Риана остановилась на полушаге, потрясенная до глубины души. — Что?

Эйрон оглянулся на нее. — Ты что, удивлена? Действительно можно сказать, что ты знаешь о себе еще меньще, чем Сорак.

— О чем ты говоришь? Я люблю Сорака! У меня нет никакой обиды на него! Он знает это. Вы все знаете это!

— Мы все, на самом деле? — ответил Эйрон с кривой улыбкой, перекосившей его лицо. — На самом деле Поэт знает, что ты любишь Сорака просто потому, что слышал, как ты это сказала. Но сам он вообще ничего не понимает в эмоциях. Путешественник может быть и знает, а может быть и нет. В любом случае ему это безразлично. Скрич может и понимает, что такое акт любви, особенно у животных, но любые другие, более сложные состояния любви, ему недоступны. Наблюдатель знает и понимает, но она совершенно неопытна в вопросах женской любви. Кивара возбуждена этой ситуацией, но по причинам, имеющим отношение скорее к ощущениям, чем к сердцу. А Темный Маркиз так же далек от любви, как ночь от дня. Теперь, Страж знает, что ты любишь Сорака, но я очень сомневаюсь, что она не согласится со мной, что ты сердита на Сорака. Что касается Кетера…ну, я не хотел бы говорить за Кетера, так как Кетер не снисходит до разговора со мной. Тем не менее остается факт, что под твоей любовью к Сораку тлеет злость, признаться в которой тебе мешает отсутствие храбрости или честности.

— Это абсурд! — зло сказала Риана. — Если бы я и злилась на кого-нибудь, так это был бы ты, который все это время только и спорил со мной по любому пустяку!

— Напротив, именно поэтому ты и не злишься на меня, — сказал Эйрон. — Я разрешаю тебе выплеснуть на меня всю твою злость. Глубоко в душе ты злишься на Сорака, но ты не можешь показать это ему. Ты не можешь даже признаться в ней сама себе, но то, что она существует, несомненно.

— Я думала, что только Страж телепат среди вас всех, — кисло сказала Риана. — Или ты развил свои собственные способности?

— Не нужно быть телепатом, чтобы увидеть твои настоящие чувства, — сказал Эйрон.
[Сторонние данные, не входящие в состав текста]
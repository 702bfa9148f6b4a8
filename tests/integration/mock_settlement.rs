//! Mock settlement service for integration testing.
//!
//! Provides a deterministic `SettlementService` implementation that serves
//! known markets, validates the declare password, applies declares to its
//! in-memory markets, and counts every network-shaped call — all in-memory
//! with no external dependencies.

use async_trait::async_trait;
use chrono::NaiveDate;
use secrecy::{ExposeSecret, SecretString};
use std::collections::HashMap;
use std::sync::{Arc, Mutex};

use settleboard::settlement::SettlementService;
use settleboard::types::*;

/// What `set_error` makes every subsequent call return.
#[derive(Debug, Clone)]
enum ForcedFailure {
    Transport(String),
    SessionExpired,
}

/// A mock settlement service for deterministic testing.
///
/// All state is in-memory. Markets, previews, ledgers, and the expected
/// declare password are fully controllable from test code; call counters
/// make "zero network requests" assertions possible.
pub struct MockSettlement {
    name: String,
    markets: Arc<Mutex<Vec<Market>>>,
    /// Preview served per candidate digits. Absent digits → `Ok(None)`.
    previews: Arc<Mutex<HashMap<String, Preview>>>,
    bets: Vec<BetRecord>,
    wallet: Vec<WalletEntry>,
    balance: Amount,
    /// When set, `declare` rejects any other password with `InvalidSecret`.
    expected_secret: Option<String>,
    force_error: Arc<Mutex<Option<ForcedFailure>>>,
    preview_calls: Arc<Mutex<u32>>,
    declare_calls: Arc<Mutex<u32>>,
    /// Every accepted declare, in order: (market_id, phase, digits).
    declared: Arc<Mutex<Vec<(String, DeclarePhase, String)>>>,
}

impl MockSettlement {
    /// Create a mock with the default market board and no declare password.
    pub fn new() -> Self {
        Self::with_markets(Self::default_markets())
    }

    pub fn with_markets(markets: Vec<Market>) -> Self {
        Self {
            name: "mock-settlement".to_string(),
            markets: Arc::new(Mutex::new(markets)),
            previews: Arc::new(Mutex::new(HashMap::new())),
            bets: Vec::new(),
            wallet: Vec::new(),
            balance: 0,
            expected_secret: None,
            force_error: Arc::new(Mutex::new(None)),
            preview_calls: Arc::new(Mutex::new(0)),
            declare_calls: Arc::new(Mutex::new(0)),
            declared: Arc::new(Mutex::new(Vec::new())),
        }
    }

    /// Require this password on every declare.
    pub fn with_secret(mut self, password: &str) -> Self {
        self.expected_secret = Some(password.to_string());
        self
    }

    pub fn with_ledgers(
        mut self,
        bets: Vec<BetRecord>,
        wallet: Vec<WalletEntry>,
        balance: Amount,
    ) -> Self {
        self.bets = bets;
        self.wallet = wallet;
        self.balance = balance;
        self
    }

    /// Serve this preview for the given candidate digits.
    pub fn set_preview(&self, digits: &str, preview: Preview) {
        self.previews
            .lock()
            .unwrap()
            .insert(digits.to_string(), preview);
    }

    /// Force all subsequent operations to fail with a transport error.
    pub fn set_error(&self, msg: &str) {
        *self.force_error.lock().unwrap() = Some(ForcedFailure::Transport(msg.to_string()));
    }

    /// Force all subsequent operations to fail with a session expiry.
    pub fn set_session_expired(&self) {
        *self.force_error.lock().unwrap() = Some(ForcedFailure::SessionExpired);
    }

    /// Clear any forced failure.
    pub fn clear_error(&self) {
        *self.force_error.lock().unwrap() = None;
    }

    pub fn preview_calls(&self) -> u32 {
        *self.preview_calls.lock().unwrap()
    }

    pub fn declare_calls(&self) -> u32 {
        *self.declare_calls.lock().unwrap()
    }

    /// Every accepted declare so far.
    pub fn declared(&self) -> Vec<(String, DeclarePhase, String)> {
        self.declared.lock().unwrap().clone()
    }

    /// The server-side view of a market.
    pub fn market(&self, market_id: &str) -> Option<Market> {
        self.markets
            .lock()
            .unwrap()
            .iter()
            .find(|m| m.id == market_id)
            .cloned()
    }

    fn check_forced(&self) -> Result<(), DeclareError> {
        match self.force_error.lock().unwrap().as_ref() {
            Some(ForcedFailure::Transport(msg)) => Err(DeclareError::Transport(msg.clone())),
            Some(ForcedFailure::SessionExpired) => Err(DeclareError::SessionExpired),
            None => Ok(()),
        }
    }

    /// A board of markets in known states: an undeclared main market, one
    /// with its opening already out, a fully closed one, and a startline.
    fn default_markets() -> Vec<Market> {
        vec![
            Market {
                id: "KALYAN-DAY".to_string(),
                name: "Kalyan Day".to_string(),
                market_type: MarketType::Main,
                opening_number: None,
                closing_number: None,
            },
            Market {
                id: "MILAN-NIGHT".to_string(),
                name: "Milan Night".to_string(),
                market_type: MarketType::Main,
                opening_number: Some("377".to_string()),
                closing_number: None,
            },
            Market {
                id: "RAJDHANI-DAY".to_string(),
                name: "Rajdhani Day".to_string(),
                market_type: MarketType::Main,
                opening_number: Some("140".to_string()),
                closing_number: Some("668".to_string()),
            },
            Market {
                id: "STARLINE-10AM".to_string(),
                name: "Starline 10 AM".to_string(),
                market_type: MarketType::Startline,
                opening_number: None,
                closing_number: None,
            },
        ]
    }
}

#[async_trait]
impl SettlementService for MockSettlement {
    async fn fetch_market(&self, market_id: &str) -> Result<Market, DeclareError> {
        self.check_forced()?;
        self.market(market_id)
            .ok_or_else(|| DeclareError::Rejected(format!("Market not found: {market_id}")))
    }

    async fn preview_declare(
        &self,
        _market_id: &str,
        _phase: DeclarePhase,
        digits: &str,
    ) -> Result<Option<Preview>, DeclareError> {
        *self.preview_calls.lock().unwrap() += 1;
        self.check_forced()?;
        Ok(self.previews.lock().unwrap().get(digits).cloned())
    }

    async fn declare(
        &self,
        market_id: &str,
        phase: DeclarePhase,
        digits: &str,
        secret: &SecretString,
    ) -> Result<(), DeclareError> {
        *self.declare_calls.lock().unwrap() += 1;
        self.check_forced()?;

        if let Some(expected) = &self.expected_secret {
            if secret.expose_secret() != expected {
                return Err(DeclareError::InvalidSecret);
            }
        }

        let mut markets = self.markets.lock().unwrap();
        let market = markets
            .iter_mut()
            .find(|m| m.id == market_id)
            .ok_or_else(|| DeclareError::Rejected(format!("Market not found: {market_id}")))?;
        match phase {
            DeclarePhase::Open => market.opening_number = Some(digits.to_string()),
            DeclarePhase::Close => market.closing_number = Some(digits.to_string()),
        }

        self.declared
            .lock()
            .unwrap()
            .push((market_id.to_string(), phase, digits.to_string()));
        Ok(())
    }

    async fn clear_result(&self, market_id: &str) -> Result<(), DeclareError> {
        self.check_forced()?;
        let mut markets = self.markets.lock().unwrap();
        let market = markets
            .iter_mut()
            .find(|m| m.id == market_id)
            .ok_or_else(|| DeclareError::Rejected(format!("Market not found: {market_id}")))?;
        market.opening_number = None;
        market.closing_number = None;
        Ok(())
    }

    async fn winning_bets_preview(
        &self,
        market_id: &str,
        _phase: DeclarePhase,
        _digits: &str,
    ) -> Result<WinningBetsPreview, DeclareError> {
        self.check_forced()?;
        let market = self
            .market(market_id)
            .ok_or_else(|| DeclareError::Rejected(format!("Market not found: {market_id}")))?;
        Ok(WinningBetsPreview {
            market_name: market.name,
            total_win_amount: 0,
            winning_bets: Vec::new(),
        })
    }

    async fn bet_history(
        &self,
        _account_id: &str,
        _from: NaiveDate,
        _to: NaiveDate,
    ) -> Result<Vec<BetRecord>, DeclareError> {
        self.check_forced()?;
        Ok(self.bets.clone())
    }

    async fn wallet_ledger(
        &self,
        _account_id: &str,
        _from: NaiveDate,
        _to: NaiveDate,
    ) -> Result<Vec<WalletEntry>, DeclareError> {
        self.check_forced()?;
        Ok(self.wallet.clone())
    }

    async fn wallet_balance(&self, _account_id: &str) -> Result<Amount, DeclareError> {
        self.check_forced()?;
        Ok(self.balance)
    }

    fn name(&self) -> &str {
        &self.name
    }
}

// ---------------------------------------------------------------------------
// Tests
// ---------------------------------------------------------------------------

#[cfg(test)]
mod tests {
    use super::*;

    #[tokio::test]
    async fn test_mock_fetch_market() {
        let mock = MockSettlement::new();
        let market = mock.fetch_market("KALYAN-DAY").await.unwrap();
        assert_eq!(market.name, "Kalyan Day");
        assert!(market.opening_number.is_none());

        let missing = mock.fetch_market("NO-SUCH-MARKET").await;
        assert!(matches!(missing, Err(DeclareError::Rejected(_))));
    }

    #[tokio::test]
    async fn test_mock_declare_applies_server_side() {
        let mock = MockSettlement::new();
        mock.declare(
            "KALYAN-DAY",
            DeclarePhase::Open,
            "156",
            &SecretString::new(String::new()),
        )
        .await
        .unwrap();

        let market = mock.market("KALYAN-DAY").unwrap();
        assert_eq!(market.opening_number.as_deref(), Some("156"));
        assert_eq!(mock.declare_calls(), 1);
        assert_eq!(
            mock.declared(),
            vec![("KALYAN-DAY".to_string(), DeclarePhase::Open, "156".to_string())]
        );
    }

    #[tokio::test]
    async fn test_mock_secret_enforced() {
        let mock = MockSettlement::new().with_secret("s3cret");
        let wrong = mock
            .declare(
                "KALYAN-DAY",
                DeclarePhase::Open,
                "156",
                &SecretString::new("nope".to_string()),
            )
            .await;
        assert!(matches!(wrong, Err(DeclareError::InvalidSecret)));

        mock.declare(
            "KALYAN-DAY",
            DeclarePhase::Open,
            "156",
            &SecretString::new("s3cret".to_string()),
        )
        .await
        .unwrap();
    }

    #[tokio::test]
    async fn test_mock_forced_error() {
        let mock = MockSettlement::new();
        mock.set_error("simulated outage");
        assert!(matches!(
            mock.fetch_market("KALYAN-DAY").await,
            Err(DeclareError::Transport(_))
        ));

        mock.set_session_expired();
        assert!(matches!(
            mock.wallet_balance("a1").await,
            Err(DeclareError::SessionExpired)
        ));

        mock.clear_error();
        assert!(mock.fetch_market("KALYAN-DAY").await.is_ok());
    }

    #[tokio::test]
    async fn test_mock_clear_result() {
        let mock = MockSettlement::new();
        mock.clear_result("RAJDHANI-DAY").await.unwrap();
        let market = mock.market("RAJDHANI-DAY").unwrap();
        assert!(market.opening_number.is_none());
        assert!(market.closing_number.is_none());
    }
}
Страж как-то назвала тебя эгоистичной. Я думаю, она права. Я не говорю, что это плохо, ты понимаешь, но не признаваясь самой себе, что твои чувства гнева и злости растут из твоих собственных эгоистичных желаний, ты делаешь вещи только хуже. Возможно, было бы лучше, если бы ты обсудила все это со Страж. Легче и проще выслушивать такие вещи от другой женщины.

— Нет уж, ты это начал, ты это и закончишь, — сказала Риана. — Вперед. Объясни мне, дуре, как мои собственные эгоистичные желания заставили меня нарушить мои клятвы, бросить все, что я знала и любила, и все это ради Сорака.

— О, пожалуйста, — сказал Эйрон. — Ты абсолютно ничего не сделала ради Сорака. Все, что ты сделала, ты сделала для себя самой, и только потому, что ты хотела сделать это. Может быть ты и родилась виличчи, Риана, но тебя всегда раздражала строгая и монотонная жизнь в монастыре. Ты всегда мечтала о приключениях во внешнем мире.

— Я ушла из монастыря только потому, что хотела быть с Сораком!

— В точности, — сказал Эйрон, — потому что ты хотела быть с Сораком. И так как Сорак ушел, не осталось ничего, что бы тебя удерживало в монастыре. Ты нечем не пожертвовала ради него, потому что в любом случае тебе нечем было жертвовать.

— Ну…даже если это и правда, и я сделала то, что хотела сделать, тогда скажи пожалуйста, что у меня за причина сердиться на него?

— Потому что ты хочешь, но не можешь обладать им, — просто ответил Эйрон.

Даже зная его все эти долгие годы, постоянно видя, как одна его личность сменяет другую, для нее было трудно слышать, как такие слова выходят из его губ. Говорил Эйрон, не Сорак, но она видела лицо Сорака, и слушала голос Сорака, хотя тон голоса был совсем другой.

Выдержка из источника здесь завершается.